2 - l'étole (wagesa) : partie du vêtement que le religieux porte et qui a été adaptée (simplifiée) pour le voyageur. Elle est également couverte d'une inscription évoquant Kukai. Il en existe de différentes couleurs (selon les prix) et il faut l'ôter quand on va aux toilettes ou manger.

3 - le chapeau (sugegasa) : il est très pratique pour se protéger du soleil ou de la pluie car il est très large... et n'est justement pas facile à caser dans une valise par la suite. Il est aussi couvert d'inscriptions et la marque en sanscrit doit se mettre devant. Il est un élément très caractéristique du pélerin qui peut le garder sur la tête à l'abord et dans les sites sacrés, ainsi que durant la prière. Un morceau de tissu est souvent posé en premier lieu sur la tête pour que l'armature en osier ne fasse pas mal. Et le chapeau est recouvert d'un plastique pour être d'autant plus étanche mais aussi pour être moins abîmé et pouvoir ensuite être exposé dans la maison du marcheur. Un chapeau "bob" blanc ou une casquette lui sont souvent préférés.
 
4 - la bâton (kongozue) : il est traditionnellement en bois et de section carrée mais il arrive qu'on aperçoive des marcheurs avec des bâtons modernes et légers. Il est recouvert sur le dessus de tissus colorés. Il est souvent marqué d'une inscription et certains considèrent qu'il représente Kukai marchant au côté du pélerin.

5 - les sacs : le petit sac du devant (5a) est appelé zudabukuro et est également marqué d'une inscription signifiant (en gros) que "Kukai est avec nous". Il renferme les objets dont on se sert régulièrement : livre de calligraphies, argent, eau, plan, boussole, carnet de bord, cartes de visite... (mais aussi pour les plus religieux : sutras, encens, bougies, briquet...). Le sac à dos (5b) doit être un sac adapté aux longues distances et pas trop lourd.
 
6 - le rosaire (juzu) : objet religieux familier pour le Japonais, il sert lors de la prière.

7 - la clochette : attachée au bâton de marche ou à un des sacs, elle sert à se faire entendre des autres pélerins sur la route mais aussi à éloigner les mauvais esprits et les animaux indésirables (notamment les ours).

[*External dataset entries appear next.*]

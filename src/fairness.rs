//! Commit-reveal randomness for winner selection.
//!
//! Flow per round:
//! - Commit at betting entry: a fresh 32-byte seed is drawn from the OS RNG and
//!   only `SHA-256(seed)` is published.
//! - Reveal at settlement: the hex seed is published alongside the result.
//! - Selection: winners are a pure function of `(seed, sorted participants,
//!   winner_count)`, so anyone holding the revealed seed can recompute them.

use crate::common::types::{RoundRecord, UserId};
use rand_core::{OsRng, RngCore};
use sha2::{Digest, Sha256};
use std::fmt;

pub const SEED_LEN: usize = 32;

#[derive(Debug, Clone, PartialEq, Eq, thiserror::Error)]
pub enum FairnessError {
    #[error("Invalid seed hex: {0}")]
    InvalidSeedHex(String),

    #[error("Seed must be {SEED_LEN} bytes, got {0}")]
    InvalidSeedLength(usize),

    #[error("Round {0} has not been revealed")]
    NotRevealed(String),
}

/// Server-side seed plus its published hash.
///
/// The seed never leaves memory before reveal; `Debug` omits it.
#[derive(Clone, PartialEq, Eq)]
pub struct SeedCommitment {
    seed: [u8; SEED_LEN],
    hash: String,
}

impl SeedCommitment {
    /// Draw a fresh seed from the OS RNG
    pub fn generate() -> Self {
        let mut seed = [0u8; SEED_LEN];
        OsRng.fill_bytes(&mut seed);
        Self::from_seed(seed)
    }

    pub fn from_seed(seed: [u8; SEED_LEN]) -> Self {
        let hash = hash_seed(&seed);
        Self { seed, hash }
    }

    /// Hex `SHA-256(seed)`; safe to publish before the outcome is fixed
    pub fn commitment_hash(&self) -> &str {
        &self.hash
    }

    /// Hex seed; publish only at settlement
    pub fn reveal(&self) -> String {
        hex::encode(self.seed)
    }

    pub fn select_winners(&self, participants: &[UserId], winner_count: usize) -> Vec<UserId> {
        select_winners(&self.seed, participants, winner_count)
    }
}

impl fmt::Debug for SeedCommitment {
    fn fmt(&self, f: &mut fmt::Formatter<'_>) -> fmt::Result {
        f.debug_struct("SeedCommitment")
            .field("hash", &self.hash)
            .finish_non_exhaustive()
    }
}

pub fn hash_seed(seed: &[u8]) -> String {
    hex::encode(Sha256::digest(seed))
}

pub fn decode_seed(reveal_hex: &str) -> Result<[u8; SEED_LEN], FairnessError> {
    let bytes = hex::decode(reveal_hex).map_err(|e| FairnessError::InvalidSeedHex(e.to_string()))?;
    let len = bytes.len();
    bytes
        .try_into()
        .map_err(|_| FairnessError::InvalidSeedLength(len))
}

/// `SHA-256(revealed_seed) == commitment`
pub fn verify_commitment(reveal_hex: &str, commit_hash: &str) -> Result<bool, FairnessError> {
    let seed = decode_seed(reveal_hex)?;
    Ok(hash_seed(&seed).eq_ignore_ascii_case(commit_hash))
}

/// Pseudo-random stream of `SHA-256(seed || counter)` draws.
/// Each draw re-hashes with a fresh counter, so the stream is not bounded by a
/// single digest.
struct SeedStream<'a> {
    seed: &'a [u8],
    counter: u64,
}

impl<'a> SeedStream<'a> {
    fn new(seed: &'a [u8]) -> Self {
        Self { seed, counter: 0 }
    }

    fn next_u64(&mut self) -> u64 {
        let mut hasher = Sha256::new();
        hasher.update(self.seed);
        hasher.update(self.counter.to_be_bytes());
        self.counter += 1;
        let digest = hasher.finalize();
        let mut word = [0u8; 8];
        word.copy_from_slice(&digest[..8]);
        u64::from_be_bytes(word)
    }

    /// Uniform-enough index in `0..bound`; bound is always small relative to 2^64
    fn next_index(&mut self, bound: usize) -> usize {
        (self.next_u64() % bound as u64) as usize
    }
}

/// Deterministic winner subset.
///
/// Participants are sorted first so callers may pass them in any order. When
/// `winner_count >= participants` everyone wins; otherwise a partial
/// Fisher-Yates shuffle fixes the first `winner_count` positions.
pub fn select_winners(seed: &[u8], participants: &[UserId], winner_count: usize) -> Vec<UserId> {
    let mut ids: Vec<UserId> = participants.to_vec();
    ids.sort();

    if winner_count >= ids.len() {
        return ids;
    }

    let mut stream = SeedStream::new(seed);
    let n = ids.len();
    for i in 0..winner_count {
        let j = i + stream.next_index(n - i);
        ids.swap(i, j);
    }
    ids.truncate(winner_count);
    ids
}

/// Re-derive a settled round's outcome from its revealed seed
pub fn verify_round(round: &RoundRecord, winner_count: usize) -> Result<bool, FairnessError> {
    let reveal = round
        .reveal_seed
        .as_deref()
        .ok_or_else(|| FairnessError::NotRevealed(round.round_id.clone()))?;
    if !verify_commitment(reveal, &round.commit_hash)? {
        return Ok(false);
    }
    let seed = decode_seed(reveal)?;
    let expected = select_winners(&seed, &round.participants, winner_count);
    Ok(round.winners.as_deref() == Some(expected.as_slice()))
}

8 - le cahier de calligraphies (noukyouchou ou nokyocho) : il est une preuve que l'on est passé par tous les temples. En effet, pour 300 yens à chaque fois, le bonze ou un(e) assistant(e) appose les cachets du lieu et réalise devant nous une calligraphie. On doit y passer après la visite (et la prière le cas échéant), avant de se remettre en route. On en trouve des grands et des moyens, certains simples et d'autres avec une image du temple dessinée sur chaque page. C'est pour cette version illustrée que j'ai opté. A noter que certains font plutôt calligraphier une veste d'apparat (semblable à celle que l'on porte mais plus brodée) ou une tenture qui sera ensuite accrochée comme décoration dans l'habitation.

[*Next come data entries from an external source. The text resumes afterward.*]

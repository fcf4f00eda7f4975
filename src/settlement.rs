//! Round settlement
//!
//! Split computation plus the round-level ledger steps the room processor
//! drives: collect stakes, open the round row, settle, or fail and refund.
//! Each step is one atomic store call; a step that fails after money moved is
//! always followed by a compensating refund.

use crate::{
    cache::RetryPolicy,
    common::types::{RoomConfig, RoundRecord, UserId},
    errors::SettlementError,
    fairness::SeedCommitment,
    money::{Amount, Rate},
    storage::{SettlementPlan, StakeCollection, Store},
};
use serde::{Deserialize, Serialize};
use std::sync::Arc;

/// Commission and prize breakdown of one pool
#[derive(Debug, Clone, Copy, PartialEq, Eq, Serialize, Deserialize)]
pub struct Split {
    pub pool: Amount,
    pub operator_earning: Amount,
    pub platform_earning: Amount,
    pub prize_pool: Amount,
    pub prize_per_winner: Amount,
    /// `prize_pool - prize_per_winner * winners`; credited to the platform
    pub residual: Amount,
}

impl Split {
    /// Total the ledger moves out of the pool; always equals `pool`
    pub fn distributed(&self, winner_count: usize) -> Amount {
        self.prize_per_winner.times(winner_count)
            + self.operator_earning
            + self.platform_earning
            + self.residual
    }
}

/// Exact split of `pool` between operator, platform and `winner_count` winners.
///
/// Commissions and the per-winner prize round half away from zero to cents. If
/// rounding the prize up would overdraw the prize pool, the prize is truncated
/// instead so the residual is never negative.
pub fn compute_split(pool: Amount, winner_count: usize, operator_rate: Rate, platform_rate: Rate) -> Split {
    let operator_earning = pool.apply_rate(operator_rate);
    let platform_earning = pool.apply_rate(platform_rate);
    let prize_pool = pool - operator_earning - platform_earning;

    let mut prize_per_winner = prize_pool.split_rounded(winner_count);
    if prize_per_winner.times(winner_count) > prize_pool {
        prize_per_winner = prize_pool.split_floor(winner_count);
    }
    let residual = prize_pool - prize_per_winner.times(winner_count);

    Split {
        pool,
        operator_earning,
        platform_earning,
        prize_pool,
        prize_per_winner,
        residual,
    }
}

/// Outcome of a settled round
#[derive(Debug, Clone)]
pub struct RoundOutcome {
    pub record: RoundRecord,
    pub split: Split,
    pub winners: Vec<UserId>,
}

/// How collected stakes were returned after a round could not go ahead
#[derive(Debug, Clone, Copy, PartialEq, Eq)]
pub enum RefundOutcome {
    Refunded,
    /// Refund kept failing; the stakes sit on an open round row that the
    /// next hydrate fails and refunds
    Parked,
}

/// Round-level ledger driver shared by every room
pub struct RoundSettler {
    store: Arc<dyn Store>,
    platform_account: UserId,
    retry: RetryPolicy,
}

impl RoundSettler {
    pub fn new(store: Arc<dyn Store>, platform_account: impl Into<String>) -> Self {
        Self {
            store,
            platform_account: platform_account.into(),
            retry: RetryPolicy::default(),
        }
    }

    pub fn with_retry(mut self, retry: RetryPolicy) -> Self {
        self.retry = retry;
        self
    }

    pub fn store(&self) -> &Arc<dyn Store> {
        &self.store
    }

    /// Debit the stake from every affordable candidate; returns who paid
    pub async fn collect(
        &self,
        room: &RoomConfig,
        round_id: &str,
        candidates: &[UserId],
    ) -> Result<Vec<UserId>, SettlementError> {
        let collection = StakeCollection {
            room_id: room.room_id.clone(),
            round_id: round_id.to_string(),
            stake: room.stake,
            users: candidates.to_vec(),
        };
        self.store
            .collect_stakes(&collection)
            .await
            .map_err(SettlementError::Collection)
    }

    /// Return a collected stake to `users` outside any round row
    pub async fn refund(&self, room: &RoomConfig, round_id: &str, users: &[UserId]) -> Result<(), SettlementError> {
        if users.is_empty() {
            return Ok(());
        }
        let collection = StakeCollection {
            room_id: room.room_id.clone(),
            round_id: round_id.to_string(),
            stake: room.stake,
            users: users.to_vec(),
        };
        self.store
            .refund_stakes(&collection)
            .await
            .map_err(SettlementError::Refund)
    }

    /// Return the stakes collected for `record`, retrying with backoff.
    ///
    /// When every attempt fails the record is persisted as an open round so
    /// the stakes stay recoverable. Only if that write fails too are they
    /// stranded, which is returned as `SettlementError::Refund`.
    pub async fn refund_or_park(&self, room: &RoomConfig, record: &RoundRecord) -> Result<RefundOutcome, SettlementError> {
        let mut attempt = 0;
        let refund_err = loop {
            match self.refund(room, &record.round_id, &record.participants).await {
                Ok(()) => return Ok(RefundOutcome::Refunded),
                Err(e) if attempt < self.retry.max_retries => {
                    attempt += 1;
                    tracing::warn!(round_id = %record.round_id, attempt, error = %e, "refund failed, retrying");
                    tokio::time::sleep(self.retry.backoff.saturating_mul(attempt)).await;
                }
                Err(e) => break e,
            }
        };

        match self.store.create_round(record).await {
            Ok(()) => {
                tracing::error!(
                    room_id = %room.room_id,
                    round_id = %record.round_id,
                    error = %refund_err,
                    "refund failed, stakes parked on open round for recovery"
                );
                Ok(RefundOutcome::Parked)
            }
            Err(e) => {
                tracing::error!(
                    room_id = %room.room_id,
                    round_id = %record.round_id,
                    participants = ?record.participants,
                    error = %e,
                    "refund failed and stakes could not be parked"
                );
                Err(refund_err)
            }
        }
    }

    /// Persist the round row; on failure the collected stakes go back.
    ///
    /// Returns `RoundCreation` once refunded, `RefundDeferred` if the stakes
    /// were parked instead.
    pub async fn open_round(&self, room: &RoomConfig, record: &RoundRecord) -> Result<(), SettlementError> {
        if let Err(e) = self.store.create_round(record).await {
            tracing::error!(
                room_id = %room.room_id,
                round_id = %record.round_id,
                error = %e,
                "round creation failed, refunding stakes"
            );
            return match self.refund_or_park(room, record).await? {
                RefundOutcome::Refunded => Err(SettlementError::RoundCreation(e)),
                RefundOutcome::Parked => Err(SettlementError::RefundDeferred(e)),
            };
        }
        Ok(())
    }

    pub async fn start_play(&self, round_id: &str) -> Result<RoundRecord, SettlementError> {
        self.store
            .mark_round_playing(round_id)
            .await
            .map_err(SettlementError::Settlement)
    }

    /// Reveal, pick winners and distribute the pool in one transaction.
    ///
    /// On failure the round is marked failed and every participant refunded
    /// before the error is returned.
    pub async fn settle(
        &self,
        room: &RoomConfig,
        round_id: &str,
        participants: &[UserId],
        pool: Amount,
        commitment: &SeedCommitment,
    ) -> Result<RoundOutcome, SettlementError> {
        let winners = commitment.select_winners(participants, room.winner_count);
        let split = compute_split(pool, winners.len(), room.operator_rate, room.platform_rate);
        let plan = SettlementPlan {
            round_id: round_id.to_string(),
            operator_id: room.operator_id.clone(),
            platform_account: self.platform_account.clone(),
            winners: winners.clone(),
            prize_per_winner: split.prize_per_winner,
            operator_earning: split.operator_earning,
            platform_earning: split.platform_earning,
            residual: split.residual,
            reveal_seed: commitment.reveal(),
        };

        match self.store.settle_round(&plan).await {
            Ok(record) => Ok(RoundOutcome { record, split, winners }),
            Err(e) => {
                tracing::error!(room_id = %room.room_id, round_id, error = %e, "settlement failed");
                self.fail(round_id, &format!("settlement failed: {}", e)).await?;
                Err(SettlementError::Settlement(e))
            }
        }
    }

    /// Mark the round failed and refund its participants
    pub async fn fail(&self, round_id: &str, reason: &str) -> Result<RoundRecord, SettlementError> {
        self.store.fail_round(round_id, reason).await.map_err(|e| {
            tracing::error!(round_id, error = %e, "failing round and refunding stakes failed");
            SettlementError::Refund(e)
        })
    }
}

9 - les cartes de visite (osamefuda ou fuda) : ces bandelettes de papier sont de différentes couleurs en fonction du nombre de fois que vous avez déjà effectué le pélerinage : blanc (1-4), vert (5-7), rouge (8-24), argent (25-49), or (50-99) et enfin en brocart (étoffe de soie rehaussée de dessins colorés brochés d'or ou d'argent) si on a déjà réalisé le tour de l'île 100 fois et plus. On les achète par paquet et on en dépose une à chaque temple au moment de la prière en y ajoutant nom, adresse, date et souhait. On en donne aussi à ceux qui nous offrent quelque chose sur le bord de la route (nous y reviendrons).

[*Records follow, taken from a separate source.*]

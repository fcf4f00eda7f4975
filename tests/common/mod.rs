//! Shared fixtures for integration tests

#![allow(dead_code)]

use async_trait::async_trait;
use stakeroom::{
    common::types::{
        Account, BalanceTransaction, Membership, RoomConfig, RoundRecord, TransactionType, TxContext,
        UserId, UserProfile,
    },
    errors::{StoreError, StoreResult},
    money::{Amount, Rate},
    room::events::{RoomEvent, RoomMessage},
    storage::{BalanceUpdate, MemoryStore, SettlementPlan, StakeCollection, Store},
    Broadcaster, NoopRiskChecker, RoomRegistry, ServiceConfig, StaticUserDirectory,
};
use std::sync::{
    atomic::{AtomicBool, AtomicUsize, Ordering},
    Arc, Mutex,
};

/// Captures every outbound message in order
#[derive(Default)]
pub struct RecordingBroadcaster {
    messages: Mutex<Vec<RoomMessage>>,
}

impl RecordingBroadcaster {
    pub fn messages(&self) -> Vec<RoomMessage> {
        self.messages.lock().unwrap().clone()
    }

    pub fn events_of(&self, kind: &str) -> Vec<RoomMessage> {
        self.messages()
            .into_iter()
            .filter(|m| m.event.kind() == kind)
            .collect()
    }

    pub fn clear(&self) {
        self.messages.lock().unwrap().clear();
    }
}

impl Broadcaster for RecordingBroadcaster {
    fn broadcast(&self, room_id: &str, event: RoomEvent) {
        self.messages.lock().unwrap().push(RoomMessage::to_room(room_id, event));
    }

    fn send_to_user(&self, room_id: &str, user_id: &str, event: RoomEvent) {
        self.messages
            .lock()
            .unwrap()
            .push(RoomMessage::to_user(room_id, user_id, event));
    }
}

/// Store wrapper that can be told to fail specific ledger and roster writes
pub struct FaultyStore {
    inner: Arc<dyn Store>,
    pub fail_settle: AtomicBool,
    pub fail_create_round: AtomicBool,
    /// Fail only the next N round creations
    pub create_round_failures: AtomicUsize,
    pub fail_refund: AtomicBool,
    pub fail_remove_membership: AtomicBool,
}

impl FaultyStore {
    pub fn new(inner: Arc<dyn Store>) -> Self {
        Self {
            inner,
            fail_settle: AtomicBool::new(false),
            fail_create_round: AtomicBool::new(false),
            create_round_failures: AtomicUsize::new(0),
            fail_refund: AtomicBool::new(false),
            fail_remove_membership: AtomicBool::new(false),
        }
    }

    fn injected(flag: &AtomicBool, what: &str) -> StoreResult<()> {
        if flag.load(Ordering::SeqCst) {
            Err(StoreError::Backend(format!("injected {} failure", what)))
        } else {
            Ok(())
        }
    }
}

#[async_trait]
impl Store for FaultyStore {
    async fn open_account(&self, user_id: &str) -> StoreResult<Account> {
        self.inner.open_account(user_id).await
    }
    async fn get_account(&self, user_id: &str) -> StoreResult<Option<Account>> {
        self.inner.get_account(user_id).await
    }
    async fn list_accounts(&self) -> StoreResult<Vec<Account>> {
        self.inner.list_accounts().await
    }
    async fn apply_delta(&self, update: BalanceUpdate) -> StoreResult<(Account, BalanceTransaction)> {
        self.inner.apply_delta(update).await
    }
    async fn margin_deposit(&self, user_id: &str, amount: Amount, context: TxContext) -> StoreResult<Account> {
        self.inner.margin_deposit(user_id, amount, context).await
    }
    async fn transfer_earnings(&self, user_id: &str, amount: Amount, context: TxContext) -> StoreResult<Account> {
        self.inner.transfer_earnings(user_id, amount, context).await
    }
    async fn transactions_for(&self, user_id: &str) -> StoreResult<Vec<BalanceTransaction>> {
        self.inner.transactions_for(user_id).await
    }
    async fn all_transactions(&self) -> StoreResult<Vec<BalanceTransaction>> {
        self.inner.all_transactions().await
    }
    async fn collect_stakes(&self, collection: &StakeCollection) -> StoreResult<Vec<UserId>> {
        self.inner.collect_stakes(collection).await
    }
    async fn refund_stakes(&self, collection: &StakeCollection) -> StoreResult<()> {
        Self::injected(&self.fail_refund, "refund")?;
        self.inner.refund_stakes(collection).await
    }
    async fn create_round(&self, round: &RoundRecord) -> StoreResult<()> {
        Self::injected(&self.fail_create_round, "round creation")?;
        if self
            .create_round_failures
            .fetch_update(Ordering::SeqCst, Ordering::SeqCst, |n| n.checked_sub(1))
            .is_ok()
        {
            return Err(StoreError::Backend("injected round creation failure".to_string()));
        }
        self.inner.create_round(round).await
    }
    async fn mark_round_playing(&self, round_id: &str) -> StoreResult<RoundRecord> {
        self.inner.mark_round_playing(round_id).await
    }
    async fn settle_round(&self, plan: &SettlementPlan) -> StoreResult<RoundRecord> {
        Self::injected(&self.fail_settle, "settlement")?;
        self.inner.settle_round(plan).await
    }
    async fn fail_round(&self, round_id: &str, reason: &str) -> StoreResult<RoundRecord> {
        self.inner.fail_round(round_id, reason).await
    }
    async fn get_round(&self, round_id: &str) -> StoreResult<Option<RoundRecord>> {
        self.inner.get_round(round_id).await
    }
    async fn rounds_for_room(&self, room_id: &str) -> StoreResult<Vec<RoundRecord>> {
        self.inner.rounds_for_room(room_id).await
    }
    async fn put_room(&self, room: &RoomConfig) -> StoreResult<()> {
        self.inner.put_room(room).await
    }
    async fn get_room(&self, room_id: &str) -> StoreResult<Option<RoomConfig>> {
        self.inner.get_room(room_id).await
    }
    async fn upsert_membership(&self, membership: &Membership) -> StoreResult<()> {
        self.inner.upsert_membership(membership).await
    }
    async fn remove_membership(&self, room_id: &str, user_id: &str) -> StoreResult<()> {
        Self::injected(&self.fail_remove_membership, "membership removal")?;
        self.inner.remove_membership(room_id, user_id).await
    }
    async fn list_memberships(&self, room_id: &str) -> StoreResult<Vec<Membership>> {
        self.inner.list_memberships(room_id).await
    }
}

pub struct Harness {
    pub registry: RoomRegistry,
    pub store: Arc<FaultyStore>,
    pub events: Arc<RecordingBroadcaster>,
}

impl Harness {
    pub fn new() -> Self {
        Self::with_store(Arc::new(MemoryStore::new()))
    }

    pub fn with_store(inner: Arc<dyn Store>) -> Self {
        let store = Arc::new(FaultyStore::new(inner));
        let events = Arc::new(RecordingBroadcaster::default());
        let registry = RoomRegistry::from_config(
            &ServiceConfig::testing(),
            store.clone(),
            events.clone(),
            Arc::new(NoopRiskChecker),
            Arc::new(StaticUserDirectory::with_profiles(
                ["p1", "p2", "p3", "p4", "p5"]
                    .iter()
                    .map(|id| UserProfile::new(*id, display_name(id))),
            )),
        )
        .unwrap();
        Self { registry, store, events }
    }

    pub async fn fund(&self, user_id: &str, amount: Amount) {
        self.store
            .apply_delta(BalanceUpdate {
                user_id: user_id.to_string(),
                amount,
                expected_version: None,
                tx_type: TransactionType::Deposit,
                context: TxContext::remark("test deposit"),
            })
            .await
            .unwrap();
    }

    pub async fn available(&self, user_id: &str) -> Amount {
        self.store
            .get_account(user_id)
            .await
            .unwrap()
            .map(|a| a.available)
            .unwrap_or(Amount::ZERO)
    }

    /// Sum of every bucket of every account
    pub async fn total_funds(&self) -> Amount {
        self.store
            .list_accounts()
            .await
            .unwrap()
            .iter()
            .map(|a| a.total())
            .sum()
    }
}

pub fn display_name(user_id: &str) -> String {
    format!("Player {}", user_id.trim_start_matches('p'))
}

/// Stake 10.00, operator 3%, platform 2%
pub fn standard_room(room_id: &str, winner_count: usize, max_participants: usize) -> RoomConfig {
    RoomConfig {
        room_id: room_id.to_string(),
        operator_id: "operator".to_string(),
        stake: Amount::from_units(10),
        winner_count,
        max_participants,
        operator_rate: Rate::from_bps(300),
        platform_rate: Rate::from_bps(200),
    }
}

pub fn units(n: i64) -> Amount {
    Amount::from_units(n)
}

Enfin, j'ajouterais un élément indispensable à cette aventure : le sourire bien sûr :o)
 
 
(avec Kenji - notez qu'il a même la housse d'appareil photo blanche - et ma nouvelle tenue de Henro ainsi que le livre "Shikoku Japan 88 Route Guide" et mon cahier de calligraphies)
 
 
(sinon on a aussi la version baroudeur de Pierre-Alain, la version peu crédible "j'ai la tenue du Henro ainsi que du maquillage et des talons aux pieds" du mannequin d'exposition ou la version "je m'équipe chez Decathlon en vert fluo pour ne pas qu'on me perde" de Jérôme/Keitaro)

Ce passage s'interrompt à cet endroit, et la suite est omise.